As described in the maxATAC publication, maxATAC processing of ATAC-seq signal is critical to maxATAC prediction. Key maxATAC processing steps, summarized in a single command maxatac prepare, include identification of Tn5 cut sites from ATAC-seq fragments, ATAC-seq signal smoothing, filtering with an extended "maxATAC" blacklist, and robust, min-max-like normalization.

The quant-maxATAC models were trained on paired-end ATAC-seq data in human. For this reason, we recommend paired-end sequencing with sufficient sequencing depth (e.g., ~20M reads for bulk ATAC-seq). Until these models are benchmarked in other species, we recommend limiting their use to human ATAC-seq datasets.

Preparing the ATAC-seq signal

The current maxatac predict function requires a normalized ATAC-seq signal in a bigwig format. Use maxatac prepare to generate a normalized signal track from a .bam file of aligned reads. See the prepare documentation for more details about the expected outputs and file name descriptions.

Bulk ATAC-seq

The function maxatac prepare was designed to take an input BAM file that has aligned to the hg38 reference genome. The inputs to maxatac prepare are the input bam file, the output directory, and the filename prefix.

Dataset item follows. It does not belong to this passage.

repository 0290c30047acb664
pub mod controllers;
pub mod domain;
pub mod error;
pub mod infrastructure;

maxatac prepare -i SRX2717911.bam -o ./output -prefix SRX2717911 -dedup

This function took 38 minutes for a sample with 52,657,164 reads in the BAM file. This was tested on a 2019 Macbook Pro with a 2.6 GHz 6-Core Intel Core i7 and 16 GB of memory.

Pseudo-bulk scATAC-seq

First, convert the .tsv.gz output fragments file from CellRanger into pseudo-bulk specific fragment files. Then, use maxatac prepare with each of the fragment files in order to generate a normalized bigwig file for input into maxatac predict.

maxatac prepare -i HighLoading_GM12878.tsv -o ./output -prefix HighLoading_GM12878

The prediction parameters and steps are the same for scATAC-seq data after normalization.

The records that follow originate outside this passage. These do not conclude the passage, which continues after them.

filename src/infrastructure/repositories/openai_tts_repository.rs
use super::tts_repository::TtsRepository;
use crate::domain::voice::{SpeakingRate, SpeechRequest};
use async_openai::{
    config::OpenAIConfig,
    types::{CreateSpeechRequest, SpeechModel, SpeechResponseFormat, Voice},
    Client,
};
use async_trait::async_trait;
use regex::Regex;
use std::sync::Arc;

/// OpenAI has a limit of 4096 characters per request
const MAX_BATCH_CHARS: usize = 4096;

/// OpenAI TTS implementation of TTS repository
pub struct OpenAiTtsRepository {
    client: Arc<Client<OpenAIConfig>>,
    model: String,
    fallback_voice: String,
    sentence_pattern: Regex,
}

impl OpenAiTtsRepository {
    pub fn new(client: Arc<Client<OpenAIConfig>>, model: String, fallback_voice: String) -> Self {
        Self {
            client,
            model,
            fallback_voice,
            sentence_pattern: Regex::new(r"[.!?]+\s+").expect("sentence pattern is valid"),
        }
    }

    /// Map a requested voice id onto an OpenAI voice.
    ///
    /// Catalog ids such as `en-US-AvaNeural` have no OpenAI counterpart and
    /// use the configured fallback voice.
    fn resolve_voice(&self, requested: &str) -> Voice {
        parse_voice(requested)
            .or_else(|| parse_voice(&self.fallback_voice))
            .unwrap_or(Voice::Alloy)
    }

    fn speech_model(&self) -> SpeechModel {
        match self.model.as_str() {
            "tts-1" => SpeechModel::Tts1,
            "tts-1-hd" => SpeechModel::Tts1Hd,
            other => SpeechModel::Other(other.to_string()),
        }
    }

    async fn call_openai(&self, text: &str, voice: Voice, speed: f32) -> Result<Vec<u8>, String> {
        tracing::debug!(
            model = %self.model,
            voice = ?voice,
            speed = speed,
            text_length = text.chars().count(),
            "Calling OpenAI TTS API"
        );

        let request = CreateSpeechRequest {
            model: self.speech_model(),
            input: text.to_string(),
            voice,
            response_format: Some(SpeechResponseFormat::Mp3),
            speed: Some(speed),
        };

        let response = self.client.audio().speech(request).await.map_err(|e| {
            tracing::error!(
                error = %e,
                model = %self.model,
                text_length = text.len(),
                "OpenAI TTS API call failed"
            );
            format!("OpenAI TTS error: {}", e)
        })?;

        Ok(response.bytes.to_vec())
    }
}

#[async_trait]
impl TtsRepository for OpenAiTtsRepository {
    async fn synthesize(&self, request: &SpeechRequest) -> Result<Vec<u8>, String> {
        let voice = self.resolve_voice(&request.voice);
        let speed = speed_for(request.rate);
        let batches = split_into_batches(&self.sentence_pattern, &request.text, MAX_BATCH_CHARS);

        tracing::info!(
            requested_voice = %request.voice,
            voice = ?voice,
            speed = speed,
            batch_count = batches.len(),
            "Starting OpenAI TTS synthesis"
        );

        // MP3 frames concatenate into a playable stream
        let mut merged_audio = Vec::new();
        for (index, batch) in batches.iter().enumerate() {
            let audio = self.call_openai(batch, voice.clone(), speed).await?;
            merged_audio.extend(audio);

            tracing::debug!(
                batch_index = index,
                total_audio_size = merged_audio.len(),
                "Batch synthesized and merged"
            );
        }

        Ok(merged_audio)
    }

    fn provider_name(&self) -> &'static str {
        "openai"
    }
}

fn parse_voice(name: &str) -> Option<Voice> {
    match name.to_lowercase().as_str() {
        "alloy" => Some(Voice::Alloy),
        "echo" => Some(Voice::Echo),
        "fable" => Some(Voice::Fable),
        "onyx" => Some(Voice::Onyx),
        "nova" => Some(Voice::Nova),
        "shimmer" => Some(Voice::Shimmer),
        _ => None,
    }
}

/// OpenAI accepts speeds between 0.25 and 4.0
fn speed_for(rate: SpeakingRate) -> f32 {
    (rate.multiplier() as f32).clamp(0.25, 4.0)
}

/// Split text into batches of at most `max_chars` characters, preferring
/// sentence boundaries and falling back to hard character splits.
fn split_into_batches(sentence_pattern: &Regex, text: &str, max_chars: usize) -> Vec<String> {
    if text.chars().count() <= max_chars {
        return vec![text.to_string()];
    }

    let mut pieces: Vec<&str> = Vec::new();
    let mut last_end = 0;
    for mat in sentence_pattern.find_iter(text) {
        pieces.push(&text[last_end..mat.end()]);
        last_end = mat.end();
    }
    if last_end < text.len() {
        pieces.push(&text[last_end..]);
    }

    let mut batches = Vec::new();
    let mut current = String::new();
    let mut current_chars = 0;

    for piece in pieces {
        let piece_chars = piece.chars().count();

        if current_chars + piece_chars > max_chars && !current.is_empty() {
            batches.push(current.trim().to_string());
            current.clear();
            current_chars = 0;
        }

        if piece_chars > max_chars {
            let chars: Vec<char> = piece.chars().collect();
            for chunk in chars.chunks(max_chars) {
                batches.push(chunk.iter().collect());
            }
            continue;
        }

        current.push_str(piece);
        current_chars += piece_chars;
    }

    if !current.trim().is_empty() {
        batches.push(current.trim().to_string());
    }

    batches
}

Predicting TF binding from ATAC-seq

Following maxATAC-specific processing of ATAC-seq signal inputs, use the maxatac predict function to predict TF binding with a maxATAC model.

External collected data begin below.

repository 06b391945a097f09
//! Beacon AWS infrastructure adapters.
//!
//! Implements the resource-facing ports defined in the [`watch`] crate
//! ([`ResourceFetcher`](watch::ResourceFetcher),
//! [`BuildControl`](watch::BuildControl),
//! [`EnvironmentControl`](watch::EnvironmentControl)) using the AWS SDK.
//!
//! ## Architectural Layer
//!
//! **Infrastructure.** This crate must not contain domain rules. SDK types,
//! pagination and error metadata stay here; the domain only sees records and
//! typed errors.
//!
//! ## Module Layout
//!
//! | Module | Contents |
//! |--------|----------|
//! | [`codebuild`] | `CodeBuildAdapter`: build listing, start and delete |
//! | [`beanstalk`] | `BeanstalkAdapter`: environment listing, applications, rebuild |
//! | [`errors`] | SDK error → domain error conversion |

pub mod beanstalk;
pub mod codebuild;
pub mod errors;

pub use beanstalk::{BeanstalkAdapter, SourceBundle, APPLICATION_PLACEHOLDER};
pub use codebuild::{CodeBuildAdapter, DEFAULT_BUILD_WINDOW};

/// Loads shared AWS configuration for `region` from the default provider chain.
pub async fn load_sdk_config(region: &str) -> aws_config::SdkConfig {
    aws_config::defaults(aws_config::BehaviorVersion::latest())
        .region(aws_config::Region::new(region.to_owned()))
        .load()
        .await
}

/// Converts an SDK timestamp; both SDKs share the smithy `DateTime` type.
pub(crate) fn timestamp(dt: &aws_sdk_codebuild::primitives::DateTime) -> Option<watch::Timestamp> {
    watch::Timestamp::from_unix(dt.secs(), dt.subsec_nanos())
}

TF binding predictions can be made genome-wide, for a single chromosome, or, alternatively, the user can provide a .bed file of genomic intervals for maxATAC predictions to be made.

Whole genome prediction

Example command for TFBS prediction across the whole genome:

maxatac predict -tf CTCF --signal GM12878_IS_slop20_RP20M_minmax01.bw -o outputdir/

If data has been installed with maxATAC data, then the following command will use the best model and call peaks using the TF specific threshold statistics.

maxatac predict -tf CTCF -s GM12878_IS_slop20_RP20M_minmax01.bw  -o outputdir/

Prediction in a specific genomic region(s)

For TFBS predictions within specific regions of the genome, a BED file of genomic intervals, roi (regions of interest) are supplied:

maxatac predict -tf CTCF --signal GM12878_IS_slop20_RP20M_minmax01.bw  --roi ROI.bed

Prediction on a specific chromosome(s)

For TFBS predictions on a single chromosome or subset of chromosomes, these can be provided using the --chromosomes argument:

maxatac predict -tf CTCF --signal GM12878_IS_slop20_RP20M_minmax01.bw  --chromosomes chr3 chr5

Raw signal tracks (prediction bigwigs) are large

Each output prediction file for a whole genome is ~700 MB per TF.

The output bed files are ~60Mb.

There are 127 TF models x ~700MB per TF model = ~88.9 GB of bigwig files for a single ATAC-seq input track. (Note: it only makes sense to generate maxATAC predicitons for TFs expressed in your cell type / conditions of interest, so this is a worst-case estimate.)


quant-maxATAC functions

Subcommand Description
prepare Prepare input data
average Average ATAC-seq signal tracks
normalize Minmax normalize ATAC-seq signal tracks
train Train a model
predict Predict TF binding
benchmark Benchmark maxATAC predictions against ChIP-seq
peaks Call "peaks" on maxATAC signal tracks
variants Predict sequence specific TF binding

Publication

The quant-maxATAC mansucript (Rizvi et al. 2025) is currently under review. The maxATAC-v1 manuscript is available on PLoS Computational Biology.